Sea urchin is revered as a delicacy in several cultures, most notably Japan, where wholesale prices for this tempting sushi, called “uni,” can soar to $130 a pound. Typically consumed raw, the only edible parts of the animal are the reproductive organs, which connoisseurs describe as creamy and buttery, with a texture like custard and an unsurpassed, delicate flavor of the sea. Some of the most prized samples are gathered by the “Haenyeo,” an all-female group of divers from the Japanese island of Jeju, who collect their wares without the aid of mechanical devices and whose history dates back to the 14th century.

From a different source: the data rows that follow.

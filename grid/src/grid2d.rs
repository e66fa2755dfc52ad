use std::iter::repeat_with;
use std::ops::{Index, IndexMut};

use misc::*;

use crate::coord::{coords2, GridCoord2, GridSize2};
use crate::error::{Axis, GridError, GridResult};
use crate::layout;
#[cfg(feature = "point")]
use crate::point::Point2i;

/// Dense 2D array, accessed with `at(y, x)`. Rows are stored contiguously one after the other in a
/// single buffer, so the element at `(x, y)` lives at `x + y * width`.
#[derive(Debug, Clone, PartialEq, Eq, Hash)]
pub struct Grid2D<T> {
    /// `[x + y * width]`
    data: Vec<T>,
    width: usize,
    height: usize,
}

impl<T> Default for Grid2D<T> {
    fn default() -> Self {
        Self {
            data: Vec::new(),
            width: 0,
            height: 0,
        }
    }
}

impl<T: Default> Grid2D<T> {
    pub fn new(width: usize, height: usize) -> Self {
        let data = repeat_with(T::default).take(width * height).collect();
        Self {
            data,
            width,
            height,
        }
    }

    /// Inserted elements are `T::default()`
    pub fn resize_default(&mut self, width: usize, height: usize)
    where
        T: Clone,
    {
        self.resize(width, height, T::default())
    }
}

impl<T: Clone> Grid2D<T> {
    pub fn filled(width: usize, height: usize, init: T) -> Self {
        Self {
            data: vec![init; width * height],
            width,
            height,
        }
    }

    /// Fails if either extent is negative
    pub fn with_size(size: impl GridSize2, init: T) -> GridResult<Self> {
        let [width, height] = size.extents()?;
        Ok(Self::filled(width, height, init))
    }

    /// Inserts a column of `init` so that it becomes column `pos`, shifting the columns at and
    /// after `pos` to the right. `pos == width` appends.
    pub fn insert_column(&mut self, pos: usize, init: T) -> GridResult<()> {
        GridError::check_position(Axis::Column, pos, self.width + 1)?;
        self.insert_columns(pos, 1, &init);
        Ok(())
    }

    /// Inserts a row of `init` so that it becomes row `pos`. `pos == height` appends.
    pub fn insert_row(&mut self, pos: usize, init: T) -> GridResult<()> {
        GridError::check_position(Axis::Row, pos, self.height + 1)?;
        self.insert_rows(pos, 1, &init);
        Ok(())
    }

    pub fn push_back_column(&mut self, init: T) {
        self.insert_columns(self.width, 1, &init);
    }

    pub fn push_back_row(&mut self, init: T) {
        self.insert_rows(self.height, 1, &init);
    }

    pub fn push_back_columns(&mut self, n: usize, init: T) {
        self.insert_columns(self.width, n, &init);
    }

    pub fn push_back_rows(&mut self, n: usize, init: T) {
        self.insert_rows(self.height, n, &init);
    }

    /// Adjusts the width first, then the height, by adding or dropping columns/rows at the back.
    /// New cells are `init`.
    pub fn resize(&mut self, width: usize, height: usize, init: T) {
        debug!("resizing grid"; "from" => ?self.size(), "to" => ?(width, height));

        if width < self.width {
            self.remove_columns(width, self.width - width);
        } else if width > self.width {
            self.insert_columns(self.width, width - self.width, &init);
        }

        if height < self.height {
            self.remove_rows(height, self.height - height);
        } else if height > self.height {
            self.insert_rows(self.height, height - self.height, &init);
        }
    }

    /// [resize](Self::resize) to a size that may be negative, e.g. a [Point2i]
    pub fn resize_to(&mut self, size: impl GridSize2, init: T) -> GridResult<()> {
        let [width, height] = size.extents()?;
        self.resize(width, height, init);
        Ok(())
    }

    fn insert_columns(&mut self, pos: usize, count: usize, init: &T) {
        layout::insert_columns(&mut self.data, self.width, self.height, pos, count, init);
        self.width += count;
        trace!("inserted columns"; "pos" => pos, "count" => count, "width" => self.width);
    }

    fn insert_rows(&mut self, pos: usize, count: usize, init: &T) {
        layout::insert_block(&mut self.data, pos * self.width, count * self.width, init);
        self.height += count;
        trace!("inserted rows"; "pos" => pos, "count" => count, "height" => self.height);
    }
}

impl<T> Grid2D<T> {
    /// `data` is in row-major order and must hold exactly `width * height` elements
    pub fn from_vec(width: usize, height: usize, data: Vec<T>) -> GridResult<Self> {
        GridError::check_length(width * height, data.len())?;
        Ok(Self {
            data,
            width,
            height,
        })
    }

    pub fn width(&self) -> usize {
        self.width
    }

    pub fn height(&self) -> usize {
        self.height
    }

    /// `(width, height)`
    pub fn size(&self) -> (usize, usize) {
        (self.width, self.height)
    }

    pub fn len(&self) -> usize {
        self.data.len()
    }

    pub fn is_empty(&self) -> bool {
        self.data.is_empty()
    }

    /// Unchecked, only meaningful for in-range coordinates
    #[inline]
    pub fn flatten_coords(&self, [x, y]: [usize; 2]) -> usize {
        x + y * self.width
    }

    pub fn unflatten_index(&self, index: usize) -> [usize; 2] {
        [index % self.width, index / self.width]
    }

    fn checked_index(&self, [x, y]: [i64; 2]) -> GridResult<usize> {
        match (usize::try_from(x), usize::try_from(y)) {
            (Ok(x), Ok(y)) if x < self.width && y < self.height => Ok(self.flatten_coords([x, y])),
            _ => Err(GridError::out_of_range([x, y], [self.width, self.height])),
        }
    }

    pub fn at(&self, y: usize, x: usize) -> GridResult<&T> {
        self.at_pos([x, y])
    }

    pub fn at_mut(&mut self, y: usize, x: usize) -> GridResult<&mut T> {
        self.at_pos_mut([x, y])
    }

    /// Note the position is `(x, y)`, unlike [at](Self::at)
    pub fn at_pos(&self, pos: impl GridCoord2) -> GridResult<&T> {
        let idx = self.checked_index(pos.xy())?;
        Ok(&self.data[idx])
    }

    pub fn at_pos_mut(&mut self, pos: impl GridCoord2) -> GridResult<&mut T> {
        let idx = self.checked_index(pos.xy())?;
        Ok(&mut self.data[idx])
    }

    pub fn row(&self, y: usize) -> GridResult<&[T]> {
        if y < self.height {
            Ok(&self.data[y * self.width..(y + 1) * self.width])
        } else {
            Err(GridError::out_of_range([0, y as i64], [self.width, self.height]))
        }
    }

    pub fn row_mut(&mut self, y: usize) -> GridResult<&mut [T]> {
        if y < self.height {
            let w = self.width;
            Ok(&mut self.data[y * w..(y + 1) * w])
        } else {
            Err(GridError::out_of_range([0, y as i64], [self.width, self.height]))
        }
    }

    pub fn rows(&self) -> impl ExactSizeIterator<Item = &[T]> + '_ {
        let w = self.width;
        (0..self.height).map(move |y| &self.data[y * w..(y + 1) * w])
    }

    pub fn contains(&self, y: usize, x: usize) -> bool {
        x < self.width && y < self.height
    }

    pub fn contains_pos(&self, pos: impl GridCoord2) -> bool {
        self.checked_index(pos.xy()).is_ok()
    }

    /// Removes column `pos`, shifting the later columns left
    pub fn remove_column(&mut self, pos: usize) -> GridResult<()> {
        GridError::check_position(Axis::Column, pos, self.width)?;
        self.remove_columns(pos, 1);
        Ok(())
    }

    pub fn remove_row(&mut self, pos: usize) -> GridResult<()> {
        GridError::check_position(Axis::Row, pos, self.height)?;
        self.remove_rows(pos, 1);
        Ok(())
    }

    /// Fails on a grid with no columns
    pub fn pop_back_column(&mut self) -> GridResult<()> {
        self.pop_back_columns(1)
    }

    /// Fails on a grid with no rows
    pub fn pop_back_row(&mut self) -> GridResult<()> {
        self.pop_back_rows(1)
    }

    /// Fails without removing anything if there are fewer than `n` columns
    pub fn pop_back_columns(&mut self, n: usize) -> GridResult<()> {
        if n == 0 {
            return Ok(());
        }

        GridError::check_position(Axis::Column, n - 1, self.width)?;
        self.remove_columns(self.width - n, n);
        Ok(())
    }

    pub fn pop_back_rows(&mut self, n: usize) -> GridResult<()> {
        if n == 0 {
            return Ok(());
        }

        GridError::check_position(Axis::Row, n - 1, self.height)?;
        self.remove_rows(self.height - n, n);
        Ok(())
    }

    fn remove_columns(&mut self, pos: usize, count: usize) {
        layout::remove_columns(&mut self.data, self.width, pos..pos + count);
        self.width -= count;
        trace!("removed columns"; "pos" => pos, "count" => count, "width" => self.width);
    }

    fn remove_rows(&mut self, pos: usize, count: usize) {
        let w = self.width;
        self.data.drain(pos * w..(pos + count) * w);
        self.height -= count;
        trace!("removed rows"; "pos" => pos, "count" => count, "height" => self.height);
    }

    /// Makes room for a `width * height` grid without changing the current dimensions
    pub fn reserve(&mut self, width: usize, height: usize) {
        let additional = (width * height).saturating_sub(self.data.len());
        self.data.reserve(additional);
    }

    pub fn clear(&mut self) {
        self.data.clear();
        self.width = 0;
        self.height = 0;
    }

    pub fn front(&self) -> GridResult<&T> {
        self.at_pos([0, 0])
    }

    pub fn front_mut(&mut self) -> GridResult<&mut T> {
        self.at_pos_mut([0, 0])
    }

    pub fn back(&self) -> GridResult<&T> {
        let idx = self.checked_index(self.last_coord())?;
        Ok(&self.data[idx])
    }

    pub fn back_mut(&mut self) -> GridResult<&mut T> {
        let idx = self.checked_index(self.last_coord())?;
        Ok(&mut self.data[idx])
    }

    /// Negative on an empty grid, so the lookup fails
    fn last_coord(&self) -> [i64; 2] {
        [self.width as i64 - 1, self.height as i64 - 1]
    }

    /// Calls `f(y, x)` for every cell, row by row
    pub fn foreach(&self, mut f: impl FnMut(usize, usize)) {
        self.coords().for_each(|[x, y]| f(y, x))
    }

    /// Calls `f(y, x, cell)` for every cell, row by row
    pub fn foreach_mut(&mut self, mut f: impl FnMut(usize, usize, &mut T)) {
        let w = self.width;
        self.data
            .iter_mut()
            .enumerate()
            .for_each(|(i, cell)| f(i / w, i % w, cell))
    }

    /// Every `[x, y]` in storage order. Doesn't borrow the grid.
    pub fn coords(&self) -> impl ExactSizeIterator<Item = [usize; 2]> + Clone {
        coords2(self.width, self.height)
    }

    pub fn iter(&self) -> impl ExactSizeIterator<Item = &T> + '_ {
        self.data.iter()
    }

    pub fn iter_mut(&mut self) -> impl ExactSizeIterator<Item = &mut T> + '_ {
        self.data.iter_mut()
    }

    pub fn iter_coords(&self) -> impl Iterator<Item = ([usize; 2], &T)> + '_ {
        self.coords().zip(self.data.iter())
    }

    pub fn as_slice(&self) -> &[T] {
        &self.data
    }

    pub fn as_mut_slice(&mut self) -> &mut [T] {
        &mut self.data
    }

    pub fn into_vec(self) -> Vec<T> {
        self.data
    }
}

impl<T: Display> Grid2D<T> {
    /// Writes the grid to stdout, one row per line
    pub fn print(&self) {
        print!("{}", self);
    }

    pub fn print_size(&self) {
        println!("(width:{} height:{})", self.width, self.height);
    }
}

/// One row per line, cells separated by a space
impl<T: Display> Display for Grid2D<T> {
    fn fmt(&self, f: &mut Formatter<'_>) -> FmtResult {
        for row in self.rows() {
            writeln!(f, "{}", row.iter().format(" "))?;
        }
        Ok(())
    }
}

/// Row `y`, so `grid[y][x]` works. Panics if `y` is out of range.
impl<T> Index<usize> for Grid2D<T> {
    type Output = [T];

    fn index(&self, y: usize) -> &Self::Output {
        assert!(y < self.height, "row {} out of range (height {})", y, self.height);
        &self.data[y * self.width..(y + 1) * self.width]
    }
}

impl<T> IndexMut<usize> for Grid2D<T> {
    fn index_mut(&mut self, y: usize) -> &mut Self::Output {
        assert!(y < self.height, "row {} out of range (height {})", y, self.height);
        let w = self.width;
        &mut self.data[y * w..(y + 1) * w]
    }
}

/// `[x, y]`. Panics if out of range.
impl<T> Index<[usize; 2]> for Grid2D<T> {
    type Output = T;

    fn index(&self, pos: [usize; 2]) -> &Self::Output {
        match self.at_pos(pos) {
            Ok(t) => t,
            Err(e) => panic!("{}", e),
        }
    }
}

impl<T> IndexMut<[usize; 2]> for Grid2D<T> {
    fn index_mut(&mut self, pos: [usize; 2]) -> &mut Self::Output {
        match self.at_pos_mut(pos) {
            Ok(t) => t,
            Err(e) => panic!("{}", e),
        }
    }
}

#[cfg(feature = "point")]
impl<T> Index<Point2i> for Grid2D<T> {
    type Output = T;

    fn index(&self, pos: Point2i) -> &Self::Output {
        match self.at_pos(pos) {
            Ok(t) => t,
            Err(e) => panic!("{}", e),
        }
    }
}

#[cfg(feature = "point")]
impl<T> IndexMut<Point2i> for Grid2D<T> {
    fn index_mut(&mut self, pos: Point2i) -> &mut Self::Output {
        match self.at_pos_mut(pos) {
            Ok(t) => t,
            Err(e) => panic!("{}", e),
        }
    }
}

impl<T> AsRef<[T]> for Grid2D<T> {
    fn as_ref(&self) -> &[T] {
        &self.data
    }
}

Among the longest-living organisms on our planet, some species of sea urchin can live up to 200 years, and — like their close relative the sea star — can regenerate body parts lost to trauma or disease. Recent genome studies have identified specific DNA sequencing that appears to return cells to their stem cell state and may prove useful in the study and treatment of aging, Alzheimer’s disease and cancer.
Culturally, sea urchins have long been a sign of good fortune and ancient fossils of their shells are believed to have been worn and used as powerful amulets. In modern times, artists have depicted them in sculptures and paintings, none more famous than the surrealist Salvador Dali, who featured them regularly in his work and is reported to have one day enjoyed no less than 36 for a luncheon meal.
Locally, the most common sea urchin in our waters is the gorgeous purple sea urchin (Strongylocentrotus purpuratus), who makes regular appearances in regional tide pools. Upcoming summer low tides during daylight morning hours offer a great opportunity for exploration, specifically June 14 to 17, July 13 to 16 and Aug. 10 to 12. Check your local tide tables for exact times.